-------- Data supplied

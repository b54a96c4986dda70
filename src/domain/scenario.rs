//! The two fixed scenarios and the attribute record each one consumes.

use std::fmt;
use std::str::FromStr;

use serde::{Deserialize, Serialize};

use crate::domain::attributes::{PatientRecord, StudentRecord};
use crate::domain::error::DomainError;
use crate::domain::step::Trace;
use crate::domain::tree::DecisionTree;
use crate::domain::{cardiology, student};

#[derive(Debug, Clone, Copy, PartialEq, Eq, Hash, Serialize, Deserialize)]
#[serde(rename_all = "lowercase")]
pub enum Domain {
    Student,
    #[serde(alias = "cardiologist")]
    Cardiology,
}

impl Domain {
    pub const ALL: [Domain; 2] = [Domain::Student, Domain::Cardiology];

    pub fn key(self) -> &'static str {
        match self {
            Domain::Student => "student",
            Domain::Cardiology => "cardiology",
        }
    }

    pub fn tree(self) -> &'static DecisionTree {
        match self {
            Domain::Student => &student::TREE,
            Domain::Cardiology => &cardiology::TREE,
        }
    }

    pub fn title(self) -> &'static str {
        match self {
            Domain::Student => "Student Performance Analyzer",
            Domain::Cardiology => "Cardiac Health Decision Tree",
        }
    }

    pub fn description(self) -> &'static str {
        match self {
            Domain::Student => {
                "This decision tree analyzes student performance based on attendance, homework \
                 completion, quiz scores, and other academic metrics to classify students into \
                 performance categories."
            }
            Domain::Cardiology => {
                "This decision tree evaluates cardiac patients based on chest pain severity, ECG \
                 results, blood pressure, and cholesterol levels to determine appropriate medical \
                 interventions."
            }
        }
    }

    /// Attribute names in the order the tree may consult them.
    pub fn attribute_names(self) -> &'static [&'static str] {
        match self {
            Domain::Student => &[
                "attendanceRate",
                "homeworkCompletion",
                "parentInvolvement",
                "quizScore",
                "participation",
                "studyHours",
            ],
            Domain::Cardiology => &["chestPain", "ecg", "bloodPressure", "cholesterol"],
        }
    }
}

impl fmt::Display for Domain {
    fn fmt(&self, f: &mut fmt::Formatter<'_>) -> fmt::Result {
        f.write_str(self.key())
    }
}

impl FromStr for Domain {
    type Err = DomainError;

    fn from_str(s: &str) -> Result<Self, Self::Err> {
        match s.trim().to_ascii_lowercase().as_str() {
            "student" => Ok(Domain::Student),
            "cardiology" | "cardiologist" => Ok(Domain::Cardiology),
            _ => Err(DomainError::InvalidDomain(s.to_string())),
        }
    }
}

/// An attribute record tagged with the scenario it belongs to.
#[derive(Debug, Clone, Copy, PartialEq, Serialize, Deserialize)]
#[serde(tag = "domain", rename_all = "lowercase")]
pub enum Attributes {
    Student(StudentRecord),
    #[serde(alias = "cardiologist")]
    Cardiology(PatientRecord),
}

impl Attributes {
    pub fn domain(&self) -> Domain {
        match self {
            Attributes::Student(_) => Domain::Student,
            Attributes::Cardiology(_) => Domain::Cardiology,
        }
    }

    pub fn validate(&self) -> Result<(), DomainError> {
        match self {
            Attributes::Student(r) => r.validate(),
            Attributes::Cardiology(r) => r.validate(),
        }
    }

    /// Run the matching traversal. No validation happens here.
    pub fn trace(&self) -> Trace {
        match self {
            Attributes::Student(r) => student::trace(r),
            Attributes::Cardiology(r) => cardiology::trace(r),
        }
    }
}

impl From<StudentRecord> for Attributes {
    fn from(record: StudentRecord) -> Self {
        Attributes::Student(record)
    }
}

impl From<PatientRecord> for Attributes {
    fn from(record: PatientRecord) -> Self {
        Attributes::Cardiology(record)
    }
}

#[cfg(test)]
mod tests {
    use super::*;
    use rstest::rstest;

    #[rstest]
    #[case("student", Domain::Student)]
    #[case("Cardiology", Domain::Cardiology)]
    #[case("cardiologist", Domain::Cardiology)]
    fn given_key_when_parsing_domain_then_resolves(#[case] key: &str, #[case] expected: Domain) {
        assert_eq!(key.parse::<Domain>().unwrap(), expected);
    }

    #[test]
    fn given_unknown_key_when_parsing_domain_then_invalid_domain() {
        assert_eq!(
            "botany".parse::<Domain>(),
            Err(DomainError::InvalidDomain("botany".into()))
        );
    }

    #[test]
    fn given_tagged_json_when_deserializing_then_picks_variant() {
        let json = r#"{"domain":"cardiologist","chestPain":"Severe/Radiating","ecg":"Abnormal","bloodPressure":160,"cholesterol":280}"#;
        let attrs: Attributes = serde_json::from_str(json).unwrap();
        assert_eq!(attrs.domain(), Domain::Cardiology);
    }
}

----------------

◆ **Assignment**
Please go through the data above and copy every line that has the word "DomainError".

◆ **Answer to this exercise**
use crate::domain::error::DomainError;
    type Err = DomainError;
            _ => Err(DomainError::InvalidDomain(s.to_string())),
    pub fn validate(&self) -> Result<(), DomainError> {
            Err(DomainError::InvalidDomain("botany".into()))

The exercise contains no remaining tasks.